The Rise of Cool-Girl Cancer TV - OZY | A Modern Media Company

The Rise of Cool-Girl Cancer TV

The Rise of Cool-Girl Cancer TV

By Zara Stone



Because having cancer and getting your makeup right can sometimes be equally important in a teen’s life. 

By Zara Stone

Teens Alexa and Katie are nervous about their first day of high school. Will they be stylish enough? Will the guys be cute? And, oh, yeah, will Alexa be able to handle high school and chemo? With an aesthetic that combines That’s So Raven with Gossip Girl, Alexa & Katie, a laugh-track-backed Netflix comedy (released in 2018), addresses a problem that many school-age kids deal with — while emphasizing that cancer is what happens to people, but people aren’t their cancer.

As a rule, TV shows have never shied away from cancer — just look at Walt in Breaking Bad — but they rarely show the teen side of life in a way where the disease isn’t center stage. A number of recent shows challenge that stereotype. In Life Sentence, released on the CW in 2018, Pretty Little Liars star Lucy Hale finds out her terminal cancer is cured, and she now has to deal with a life put on hold. Then there’s Chasing Life, a two-season (2014-15) ABC comedy where a writer on the verge has to juggle cancer, her career and looking stylish. These might seem like shallow problems when the big picture is about death, but that’s precisely why shows like these are so valuable. Remember being a teen? Everything felt like life and death — and just because that’s real for some kids doesn’t make their hormonal existence any easier. 

I love that these shows demonstrate how you can have cancer and still care about dating and getting your makeup right.

Sarah Miller, 24, currently in remission for Hodgkin’s lymphoma

“This storytelling approach in TV shows reflects the lessening of the stigmas around having cancer and the more open dialogue that we’ve been experiencing lately culturally,” says pop culture writer Katherine Brodsky. “The key difference is that they are not victims, but rather survivors who are strong, funny, complicated and sometimes even cool.” 

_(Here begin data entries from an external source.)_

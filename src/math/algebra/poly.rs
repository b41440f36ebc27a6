/* ************************************************************************ **
** This file is part of mathkern, and is licensed under EITHER the MIT      **
** license or the Apache 2.0 license, at your option.                       **
**                                                                          **
**     http://www.apache.org/licenses/LICENSE-2.0                           **
**     http://opensource.org/licenses/MIT                                   **
** ************************************************************************ */

//! Closed form real roots up to degree four, and dispatch by degree.
//!
//! Every solver takes an `epsilon`.  A leading coefficient with magnitude
//! at most `epsilon` is dropped and the next lower degree solver is used;
//! a discriminant within `epsilon` of zero is treated as exactly zero, so
//! that nearly repeated roots come out as repeated roots.

use crate::bairstow::{quintic_roots, BairstowSettings};
use crate::newton::newton_secant_bisection;
use crate::scalar::signed_cbrt;
use ::ordered_float::NotNan;
use ::rand::{Rng, SeedableRng, rngs::StdRng};
use ::std::f64::consts::PI;

/// Seed used by [`roots`] for the random restarts of the quintic solver.
pub const DEFAULT_QUINTIC_SEED: u64 = 0x5EED;

/// Degree after discarding negligible leading coefficients.
///
/// An empty slice and an all-negligible slice both have degree 0.
pub fn degree(coefficients: &[f64], epsilon: f64) -> usize {
    let leading_negligible = coefficients.iter()
        .take_while(|c| c.abs() <= epsilon)
        .count();
    coefficients.len().saturating_sub(leading_negligible + 1)
}

/// Horner evaluation.
pub fn evaluate(coefficients: &[f64], x: f64) -> f64 {
    coefficients.iter().fold(0.0, |acc, &c| acc * x + c)
}

/// Coefficients of the derivative.  A constant differentiates to `[]`.
pub fn derivative(coefficients: &[f64]) -> Vec<f64> {
    let n = coefficients.len().saturating_sub(1);
    coefficients[..n].iter().enumerate()
        .map(|(i, &c)| c * (n - i) as f64)
        .collect()
}

/// Real roots of any polynomial of degree at most five.
///
/// Leading coefficients within `epsilon` of zero are stripped before the
/// degree is decided, so `[0.0, 2.0, -4.0]` is the line `2x - 4` and
/// `[0.0, 0.0, 1.0]` is the constant `1`.  Polynomials of degree zero
/// (including the zero polynomial) and of degree above five have no
/// reported roots.
///
/// Degree five uses random restarts, seeded with [`DEFAULT_QUINTIC_SEED`] so
/// that the result is reproducible; see [`roots_with_rng`] to supply your own
/// generator.
pub fn roots(coefficients: &[f64], epsilon: f64) -> Vec<f64> {
    let mut rng = StdRng::seed_from_u64(DEFAULT_QUINTIC_SEED);
    roots_with_rng(coefficients, epsilon, &mut rng, &BairstowSettings::default())
}

pub fn roots_with_rng<R: Rng + ?Sized>(
    coefficients: &[f64],
    epsilon: f64,
    rng: &mut R,
    settings: &BairstowSettings,
) -> Vec<f64> {
    let deg = degree(coefficients, epsilon);
    let c = &coefficients[coefficients.len().saturating_sub(deg + 1)..];
    match deg {
        0 => vec![],
        1 => linear_roots(c[0], c[1], epsilon),
        2 => quadratic_roots(c[0], c[1], c[2], epsilon),
        3 => cubic_roots(c[0], c[1], c[2], c[3], epsilon),
        4 => quartic_roots(c[0], c[1], c[2], c[3], c[4], epsilon),
        5 => {
            let c = [c[0], c[1], c[2], c[3], c[4], c[5]];
            quintic_roots(c, epsilon, rng, settings).unwrap_or_else(|e| {
                warn!("{}; reporting no roots for {:?}", e, coefficients);
                vec![]
            })
        },
        _ => {
            debug!("no solver for degree {}; reporting no roots", deg);
            vec![]
        },
    }
}

/// Root of `a x + b`.  Empty if `a` is negligible.
pub fn linear_roots(a: f64, b: f64, epsilon: f64) -> Vec<f64> {
    if a.abs() <= epsilon {
        return vec![];
    }
    vec![-b / a]
}

/// Real roots of `a x² + b x + c`.
///
/// Two distinct roots come out in the order `(-b + √Δ)/2a`, `(-b - √Δ)/2a`.
/// A double root is reported twice.
pub fn quadratic_roots(a: f64, b: f64, c: f64, epsilon: f64) -> Vec<f64> {
    if a.abs() <= epsilon {
        return linear_roots(b, c, epsilon);
    }
    let disc = snap(b * b - 4.0 * a * c, epsilon);
    if disc < 0.0 {
        return vec![];
    }
    if disc == 0.0 {
        let x = -b / (2.0 * a);
        return vec![x, x];
    }

    // avoid cancellation between -b and √Δ by never subtracting them
    let sqrt_disc = disc.sqrt();
    if b < 0.0 {
        let q = 0.5 * (-b + sqrt_disc);
        vec![q / a, c / q]
    } else {
        let q = -0.5 * (b + sqrt_disc);
        vec![c / q, q / a]
    }
}

/// Real roots of `a x³ + b x² + c x + d`, with multiplicity.
pub fn cubic_roots(a: f64, b: f64, c: f64, d: f64, epsilon: f64) -> Vec<f64> {
    if a.abs() <= epsilon {
        return quadratic_roots(b, c, d, epsilon);
    }
    let (b, c, d) = (b / a, c / a, d / a);

    // x = t - b/3 gives the depressed cubic t³ + p t + q
    let shift = -b / 3.0;
    let p = c - b * b / 3.0;
    let q = 2.0 * b * b * b / 27.0 - b * c / 3.0 + d;
    let disc = snap((q / 2.0).powi(2) + (p / 3.0).powi(3), epsilon);

    if disc > 0.0 {
        let sqrt_disc = disc.sqrt();
        let u = signed_cbrt(-q / 2.0 + sqrt_disc);
        let v = signed_cbrt(-q / 2.0 - sqrt_disc);
        vec![u + v + shift]
    } else if disc == 0.0 {
        if p.abs() <= epsilon {
            vec![shift; 3]
        } else {
            let single = 3.0 * q / p;
            let double = -3.0 * q / (2.0 * p);
            vec![single + shift, double + shift, double + shift]
        }
    } else {
        // three distinct real roots; p < 0 is implied
        let r = 2.0 * (-p / 3.0).sqrt();
        let cos_arg = (3.0 * q / (2.0 * p) * (-3.0 / p).sqrt()).max(-1.0).min(1.0);
        let phi = cos_arg.acos() / 3.0;
        (0..3)
            .map(|k| r * (phi - 2.0 * PI * k as f64 / 3.0).cos() + shift)
            .collect()
    }
}

/// Real roots of `a x⁴ + b x³ + c x² + d x + e`, with multiplicity.
pub fn quartic_roots(a: f64, b: f64, c: f64, d: f64, e: f64, epsilon: f64) -> Vec<f64> {
    if a.abs() <= epsilon {
        return cubic_roots(b, c, d, e, epsilon);
    }
    let (b, c, d, e) = (b / a, c / a, d / a, e / a);

    // x = y - b/4 gives the depressed quartic y⁴ + p y² + q y + r
    let shift = -b / 4.0;
    let b2 = b * b;
    let p = c - 3.0 * b2 / 8.0;
    let q = d - b * c / 2.0 + b2 * b / 8.0;
    let r = e - b * d / 4.0 + b2 * c / 16.0 - 3.0 * b2 * b2 / 256.0;

    let mut ys = match biquadratic_split(p, q, r, epsilon) {
        Some(m) => {
            let s = (2.0 * m).sqrt();
            let mut ys = quadratic_roots(1.0, -s, p / 2.0 + m + q / (2.0 * s), epsilon);
            ys.extend(quadratic_roots(1.0, s, p / 2.0 + m - q / (2.0 * s), epsilon));
            ys
        },
        None => {
            let mut ys = vec![];
            for z in quadratic_roots(1.0, p, r, epsilon) {
                if z.abs() <= epsilon {
                    ys.extend(&[0.0, 0.0]);
                } else if z > 0.0 {
                    ys.extend(&[z.sqrt(), -z.sqrt()]);
                }
            }
            ys
        },
    };
    for y in &mut ys {
        *y += shift;
    }
    ys
}

/// Ferrari's `m`, such that the depressed quartic factors into two real
/// quadratics in `y` with `y² ± √(2m) y`.
///
/// `None` means the quartic is biquadratic (or close enough that `m` cannot
/// be told apart from zero), and should be solved as a quadratic in `y²`.
fn biquadratic_split(p: f64, q: f64, r: f64, epsilon: f64) -> Option<f64> {
    if q.abs() <= epsilon {
        return None;
    }
    let resolvent = cubic_roots(1.0, p, p * p / 4.0 - r, -q * q / 8.0, epsilon);
    let m = resolvent.into_iter()
        .filter_map(|m| NotNan::new(m).ok())
        .max()?
        .into_inner();
    if m <= epsilon {
        debug!("quartic resolvent has no positive root (max {}); treating as biquadratic", m);
        return None;
    }
    Some(m)
}

/// Refine approximate roots with a few Newton steps each.
///
/// A root that fails to refine (flat derivative, non-finite value) is
/// returned unchanged.
pub fn polish_roots(coefficients: &[f64], roots: &[f64], max_iterations: u32) -> Vec<f64> {
    let slope = derivative(coefficients);
    roots.iter().map(|&x0| {
        let polished = newton_secant_bisection(
            x0,
            |x| evaluate(coefficients, x),
            |x| evaluate(&slope, x),
            max_iterations,
            None,
        );
        match polished {
            Ok(x) if x.is_finite() && (x - x0).abs() <= 1e-3 * (1.0 + x0.abs()) => x,
            Ok(x) => {
                debug!("discarding polished root {} that strayed from {}", x, x0);
                x0
            },
            Err(e) => {
                trace!("could not polish root {}: {}", x0, e);
                x0
            },
        }
    }).collect()
}

#[inline]
fn snap(x: f64, epsilon: f64) -> f64 {
    if x.abs() <= epsilon { 0.0 } else { x }
}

Sarah Miller, a 24-year-old currently in remission for Hodgkin’s lymphoma, appreciates the new programming — and lack of sappy music. “I love that these shows demonstrate how you can have cancer and still care about dating and getting your makeup right,” she says. Miller’s cancer has an 86 percent survival rate, and she notes that people with other cancers might feel differently. “For me, [Alexa & Katie] was like watching a regular teen-style TV show … except that the main character had cancer. And she doesn’t look or act sick most of the time, which was really normalizing for me.” Alexa & Katie series creator Heather Wordham told IndieWire that she purposefully picked a very survivable cancer to use for her Emmy-nominated show — and had Alexa run around like a normal teenage girl so that a younger audience would be more engaged.

Alexa and Katie still

Alexa and Katie are typical teens where everything feels like a drama.

Source Netflix

But Rethink Breast Cancer blogger Emily Piercell isn’t so sure. Diagnosed with cancer at 27 years old, she’s struggled with isolation, and feels TV shows could do more to highlight the disease’s intricacies. “Cancer story lines are a good start to normalizing cancer, but they must be done right,” she says, noting that in Alexa & Katie you don’t learn the type of cancer Alexa has (leukemia) until the second episode, and chemo’s side effects are minimized. “Viewers won’t truly understand the struggles that come with cancer if you put a Band-Aid over the symptoms or use the improper language,” she says — and she sees no reason why including those details would affect the show’s popularity.

Problems notwithstanding, the plethora of cool cancer shows have found an audience. The second season of Alexa & Katie dropped on Netflix in December, with rumors of a third in the works. These shows sure aren’t perfect, but the investment into creating more episodes — and story lines — indicates that network involvement is about more than ticking the diversity programming card, and responding to the actual needs of their tween and teen audience.